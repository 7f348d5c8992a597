//! A transport wrapper that records what it sends.

use std::sync::{Arc, Mutex, PoisonError};

use async_trait::async_trait;

use covalent_core::CoValueId;
use covalent_sync::{Result, SyncMessage, Transport};

/// Messages sent through a [`RecordingTransport`], in order.
#[derive(Debug, Clone, Default)]
pub struct MessageLog {
    sent: Arc<Mutex<Vec<SyncMessage>>>,
}

impl MessageLog {
    fn push(&self, msg: SyncMessage) {
        self.sent.lock().unwrap_or_else(PoisonError::into_inner).push(msg);
    }

    pub fn messages(&self) -> Vec<SyncMessage> {
        self.sent.lock().unwrap_or_else(PoisonError::into_inner).clone()
    }

    /// Ids of content messages, in send order, with repeats.
    pub fn content_ids(&self) -> Vec<CoValueId> {
        self.messages()
            .iter()
            .filter(|msg| msg.is_content())
            .map(SyncMessage::id)
            .collect()
    }

    /// Transactions sent for `id` across all content messages.
    pub fn transactions_sent(&self, id: &CoValueId) -> usize {
        self.messages()
            .iter()
            .filter_map(|msg| match msg {
                SyncMessage::Content(content) if content.id == *id => Some(content.transaction_count()),
                _ => None,
            })
            .sum()
    }

    /// Content messages sent for `id`.
    pub fn content_pieces(&self, id: &CoValueId) -> usize {
        self.messages()
            .iter()
            .filter(|msg| msg.is_content() && msg.id() == *id)
            .count()
    }
}

/// Wraps a transport and logs every message sent through it.
pub struct RecordingTransport<T> {
    inner: T,
    log: MessageLog,
}

impl<T: Transport> RecordingTransport<T> {
    pub fn new(inner: T) -> (Self, MessageLog) {
        let log = MessageLog::default();
        (Self { inner, log: log.clone() }, log)
    }
}

#[async_trait]
impl<T: Transport> Transport for RecordingTransport<T> {
    async fn send(&self, message: SyncMessage) -> Result<()> {
        self.log.push(message.clone());
        self.inner.send(message).await
    }

    async fn recv(&self) -> Result<Option<SyncMessage>> {
        self.inner.recv().await
    }

    async fn close(&self) -> Result<()> {
        self.inner.close().await
    }
}

#[cfg(test)]
mod tests {
    use super::*;
    use covalent_sync::connected_pair;

    #[tokio::test]
    async fn test_records_sent_messages() {
        let (a, b) = connected_pair();
        let (a, log) = RecordingTransport::new(a);
        let id = CoValueId([7; 20]);

        a.send(SyncMessage::Done { id }).await.unwrap();
        assert_eq!(b.recv().await.unwrap(), Some(SyncMessage::Done { id }));
        assert_eq!(log.messages(), vec![SyncMessage::Done { id }]);
        assert!(log.content_ids().is_empty());
        assert_eq!(log.transactions_sent(&id), 0);
    }
}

• • • • •

### WHAT TO DO
Bring together all lines from the listing that contain the word "lock".

### OUTPUT FOR THIS EXERCISE
        self.sent.lock().unwrap_or_else(PoisonError::into_inner).push(msg);
        self.sent.lock().unwrap_or_else(PoisonError::into_inner).clone()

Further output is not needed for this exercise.